§ **Data records**:
use std::collections::HashMap;
use std::sync::Arc;

use anyhow::{anyhow, bail, Result};
use futures::future::BoxFuture;
use futures::stream::{FuturesUnordered, StreamExt};
use tokio::sync::{mpsc, watch};

use pluto_mail::UserStore;
use pluto_proto::distributor::Distributor;
use pluto_proto::rpc::{MailService, NodeServer};
use pluto_sync::clock::Clock;
use pluto_sync::receiver::{ReceiverLink, SyncListener};
use pluto_sync::sender::{Peer, SenderLink, SyncRouter};
use pluto_sync::vclock_path;
use pluto_user::config::{read_config, Config, UserList, STORAGE_NAME};
use pluto_user::login::static_provider::StaticLoginProvider;
use pluto_user::login::ArcLoginProvider;
use pluto_user::tls;

pub async fn run_distributor(config: Arc<Config>, must_exit: watch::Receiver<bool>) -> Result<()> {
    let acceptor = tls::public_acceptor(&config.tls)?;
    let connector = tls::internal_connector(&config.tls)?;
    let login: ArcLoginProvider =
        Arc::new(StaticLoginProvider::new(config.auth.user_list.clone())?);

    Distributor::new(
        config.distributor.mail_bind,
        acceptor,
        connector,
        login,
        config.clone(),
    )
    .run(must_exit)
    .await
}

pub async fn run_worker(
    config: Arc<Config>,
    name: &str,
    must_exit: watch::Receiver<bool>,
) -> Result<()> {
    let worker = config
        .workers
        .get(name)
        .ok_or_else(|| anyhow!("no worker named {} in the configuration", name))?;

    let ulist: UserList = read_config(config.auth.user_list.clone())?;
    let assignments: Vec<(String, String)> = ulist
        .iter()
        .filter(|(_, e)| worker.user_id_min <= e.user_id && e.user_id <= worker.user_id_max)
        .map(|(user, _)| (user.clone(), name.to_string()))
        .collect();

    let connector = tls::internal_connector(&config.tls)?;

    // The single replication link of a worker: its own subnet, peered with
    // storage.
    let clock = Clock::spawn(name, [name, STORAGE_NAME], &vclock_path(&worker.crdt_root, name))?;
    let (apply_tx, apply_rx) = mpsc::channel(16);
    let receiver = ReceiverLink::open(name, &worker.crdt_root, clock.clone(), apply_tx)?;
    let (sender, intake_rx, handle) = SenderLink::open(
        name,
        name,
        vec![Peer {
            name: STORAGE_NAME.to_string(),
            addr: config.storage.sync_public.clone(),
        }],
        &worker.crdt_root,
        clock,
        connector,
    )?;

    let mut router = SyncRouter::default();
    router.insert(name, handle);
    let store = Arc::new(UserStore::open(
        &worker.crdt_root,
        &worker.maildir_root,
        router,
        &assignments,
    )?);
    tokio::spawn(store.clone().run_apply(apply_rx));

    let (fatal_tx, fatal_rx) = mpsc::unbounded_channel();
    let service = MailService::new(name, store, fatal_tx);

    let sync_listener = SyncListener::new(
        worker.sync_bind,
        tls::internal_acceptor(&config.tls)?,
        HashMap::from([(STORAGE_NAME.to_string(), receiver.clone())]),
    );
    let rpc = NodeServer::new(worker.rpc_bind, tls::internal_acceptor(&config.tls)?, service);

    let mut tasks: FuturesUnordered<BoxFuture<'static, Result<()>>> = FuturesUnordered::new();
    tasks.push(Box::pin(receiver.run(must_exit.clone())));
    tasks.push(Box::pin(
        sender.clone().run_intake(intake_rx, must_exit.clone()),
    ));
    tasks.push(Box::pin(sender.run_pusher(must_exit.clone())));
    tasks.push(Box::pin(sync_listener.run(must_exit.clone())));
    tasks.push(Box::pin(rpc.run(must_exit)));

    supervise(tasks, fatal_rx).await
}

pub async fn run_storage(config: Arc<Config>, must_exit: watch::Receiver<bool>) -> Result<()> {
    let st = &config.storage;
    let ulist: UserList = read_config(config.auth.user_list.clone())?;
    let connector = tls::internal_connector(&config.tls)?;

    // One replication link per worker subnet; storage is everybody's hub.
    let mut router = SyncRouter::default();
    let mut links = HashMap::new();
    let mut link_parts = Vec::new();
    for (wname, wcfg) in &config.workers {
        let clock = Clock::spawn(
            STORAGE_NAME,
            [wname.as_str(), STORAGE_NAME],
            &vclock_path(&st.crdt_root, wname),
        )?;
        let (apply_tx, apply_rx) = mpsc::channel(16);
        let receiver = ReceiverLink::open(wname, &st.crdt_root, clock.clone(), apply_tx)?;
        links.insert(wname.clone(), receiver.clone());

        let (sender, intake_rx, handle) = SenderLink::open(
            STORAGE_NAME,
            wname,
            vec![Peer {
                name: wname.clone(),
                addr: wcfg.sync_public.clone(),
            }],
            &st.crdt_root,
            clock,
            connector.clone(),
        )?;
        router.insert(wname, handle);
        link_parts.push((receiver, apply_rx, sender, intake_rx));
    }

    let mut assignments = Vec::new();
    for (user, entry) in &ulist {
        match config.worker_for_user(entry.user_id) {
            Some((wname, _)) => assignments.push((user.clone(), wname.to_string())),
            None => tracing::warn!(
                user = %user,
                id = entry.user_id,
                "no worker range covers this user, skipping"
            ),
        }
    }

    let store = Arc::new(UserStore::open(
        &st.crdt_root,
        &st.maildir_root,
        router,
        &assignments,
    )?);

    let (fatal_tx, fatal_rx) = mpsc::unbounded_channel();
    let service = MailService::new(STORAGE_NAME, store.clone(), fatal_tx);

    let mut tasks: FuturesUnordered<BoxFuture<'static, Result<()>>> = FuturesUnordered::new();
    for (receiver, apply_rx, sender, intake_rx) in link_parts {
        tokio::spawn(store.clone().run_apply(apply_rx));
        tasks.push(Box::pin(receiver.run(must_exit.clone())));
        tasks.push(Box::pin(
            sender.clone().run_intake(intake_rx, must_exit.clone()),
        ));
        tasks.push(Box::pin(sender.run_pusher(must_exit.clone())));
    }
    tasks.push(Box::pin(
        SyncListener::new(st.sync_bind, tls::internal_acceptor(&config.tls)?, links)
            .run(must_exit.clone()),
    ));
    tasks.push(Box::pin(
        NodeServer::new(st.rpc_bind, tls::internal_acceptor(&config.tls)?, service)
            .run(must_exit),
    ));

    supervise(tasks, fatal_rx).await
}

/// Run the node's tasks to completion. The first task error, or a fatal
/// mailbox failure reported by the command surface, takes the node down
/// (non-zero exit); a requested shutdown lets every task drain to Ok.
async fn supervise(
    mut tasks: FuturesUnordered<BoxFuture<'static, Result<()>>>,
    mut fatal_rx: mpsc::UnboundedReceiver<String>,
) -> Result<()> {
    loop {
        tokio::select! {
            maybe = tasks.next() => match maybe {
                Some(Ok(())) => {
                    if tasks.is_empty() {
                        return Ok(());
                    }
                }
                Some(Err(e)) => return Err(e),
                None => return Ok(()),
            },
            Some(msg) = fatal_rx.recv() => bail!("fatal mailbox failure: {}", msg),
        }
    }
}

§ **Work task**:
In the entries above, identify every line with the word "watch". Copy those lines.

§ **Result of the task**:
use tokio::sync::{mpsc, watch};
pub async fn run_distributor(config: Arc<Config>, must_exit: watch::Receiver<bool>) -> Result<()> {
    must_exit: watch::Receiver<bool>,
pub async fn run_storage(config: Arc<Config>, must_exit: watch::Receiver<bool>) -> Result<()> {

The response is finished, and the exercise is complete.